Task directions: In the material below, the lines to reproduce exactly are the one containing "to parse Identity" and all lines after it through the last.

Supplied material:
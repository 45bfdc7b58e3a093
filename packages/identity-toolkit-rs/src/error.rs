use thiserror::Error;

pub type Result<T> = std::result::Result<T, IdentityToolkitError>;

/// Error codes meaning the reCAPTCHA token was not (or no longer) accepted.
const RECAPTCHA_CODES: &[&str] = &[
    "CAPTCHA_CHECK_FAILED",
    "INVALID_RECAPTCHA_TOKEN",
    "MISSING_RECAPTCHA_TOKEN",
    "INVALID_APP_CREDENTIAL",
];

#[derive(Debug, Error)]
pub enum IdentityToolkitError {
    /// Non-2xx answer. `code` is the leading token of the error message,
    /// e.g. `INVALID_CODE` for `"INVALID_CODE"` or `INVALID_PHONE_NUMBER`
    /// for `"INVALID_PHONE_NUMBER : Invalid format."`.
    #[error("Identity Toolkit error ({status}): {message}")]
    Api {
        status: u16,
        code: String,
        message: String,
    },

    #[error("HTTP request failed: {0}")]
    Network(#[from] reqwest::Error),

    #[error("Failed to parse Identity Toolkit response: {0}")]
    Parse(#[from] serde_json::Error),
}

impl IdentityToolkitError {
    pub fn code(&self) -> Option<&str> {
        match self {
            IdentityToolkitError::Api { code, .. } => Some(code),
            _ => None,
        }
    }

    /// Whether the request failed because of the reCAPTCHA token.
    pub fn is_recaptcha_failure(&self) -> bool {
        self.code().is_some_and(|code| RECAPTCHA_CODES.contains(&code))
    }
}

/// Split `"CODE : detail"` into its code part.
pub(crate) fn error_code(message: &str) -> String {
    message
        .split(" : ")
        .next()
        .unwrap_or(message)
        .trim()
        .to_string()
}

Your solution:
    #[error("Failed to parse Identity Toolkit response: {0}")]
    Parse(#[from] serde_json::Error),
}

impl IdentityToolkitError {
    pub fn code(&self) -> Option<&str> {
        match self {
            IdentityToolkitError::Api { code, .. } => Some(code),
            _ => None,
        }
    }

    /// Whether the request failed because of the reCAPTCHA token.
    pub fn is_recaptcha_failure(&self) -> bool {
        self.code().is_some_and(|code| RECAPTCHA_CODES.contains(&code))
    }
}

/// Split `"CODE : detail"` into its code part.
pub(crate) fn error_code(message: &str) -> String {
    message
        .split(" : ")
        .next()
        .unwrap_or(message)
        .trim()
        .to_string()
}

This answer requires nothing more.